■ **HOW TO COMPLETE THIS TASK**:
Would you restate, exactly as they appear, the lines from the one containing "(*self).now_ms()" through the end of the data below?

■ **EXTRACTED RECORDS**:

-=-=-

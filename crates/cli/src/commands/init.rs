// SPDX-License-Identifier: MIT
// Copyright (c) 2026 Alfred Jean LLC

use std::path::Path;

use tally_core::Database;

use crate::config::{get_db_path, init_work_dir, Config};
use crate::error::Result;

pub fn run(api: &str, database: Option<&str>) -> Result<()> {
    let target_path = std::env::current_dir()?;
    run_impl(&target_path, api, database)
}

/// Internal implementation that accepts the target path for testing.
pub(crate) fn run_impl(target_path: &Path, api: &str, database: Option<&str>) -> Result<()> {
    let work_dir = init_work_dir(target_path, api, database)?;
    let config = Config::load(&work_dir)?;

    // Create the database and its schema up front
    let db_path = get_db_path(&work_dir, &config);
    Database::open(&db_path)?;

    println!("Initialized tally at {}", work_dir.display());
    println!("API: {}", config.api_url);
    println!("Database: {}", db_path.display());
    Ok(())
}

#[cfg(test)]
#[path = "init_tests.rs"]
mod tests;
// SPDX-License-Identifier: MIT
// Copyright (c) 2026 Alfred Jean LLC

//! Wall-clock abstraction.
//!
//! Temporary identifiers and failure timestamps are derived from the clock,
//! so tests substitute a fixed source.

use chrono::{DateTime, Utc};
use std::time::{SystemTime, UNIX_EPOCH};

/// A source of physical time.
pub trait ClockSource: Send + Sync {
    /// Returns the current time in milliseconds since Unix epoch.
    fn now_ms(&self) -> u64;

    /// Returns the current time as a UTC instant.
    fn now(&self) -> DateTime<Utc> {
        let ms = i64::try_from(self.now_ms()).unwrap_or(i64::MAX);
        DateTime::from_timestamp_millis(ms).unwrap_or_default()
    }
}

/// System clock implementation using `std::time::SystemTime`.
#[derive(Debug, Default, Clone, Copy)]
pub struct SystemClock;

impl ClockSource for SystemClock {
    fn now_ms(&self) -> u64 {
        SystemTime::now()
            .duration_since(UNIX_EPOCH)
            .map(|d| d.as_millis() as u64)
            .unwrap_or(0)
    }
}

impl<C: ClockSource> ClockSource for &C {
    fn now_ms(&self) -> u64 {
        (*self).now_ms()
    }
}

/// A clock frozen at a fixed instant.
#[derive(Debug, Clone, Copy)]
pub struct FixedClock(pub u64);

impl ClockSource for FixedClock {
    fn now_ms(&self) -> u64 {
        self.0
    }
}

-=-=-

■ **WRITTEN REPLY**:
        (*self).now_ms()
    }
}

/// A clock frozen at a fixed instant.
#[derive(Debug, Clone, Copy)]
pub struct FixedClock(pub u64);

impl ClockSource for FixedClock {
    fn now_ms(&self) -> u64 {
        self.0
    }
}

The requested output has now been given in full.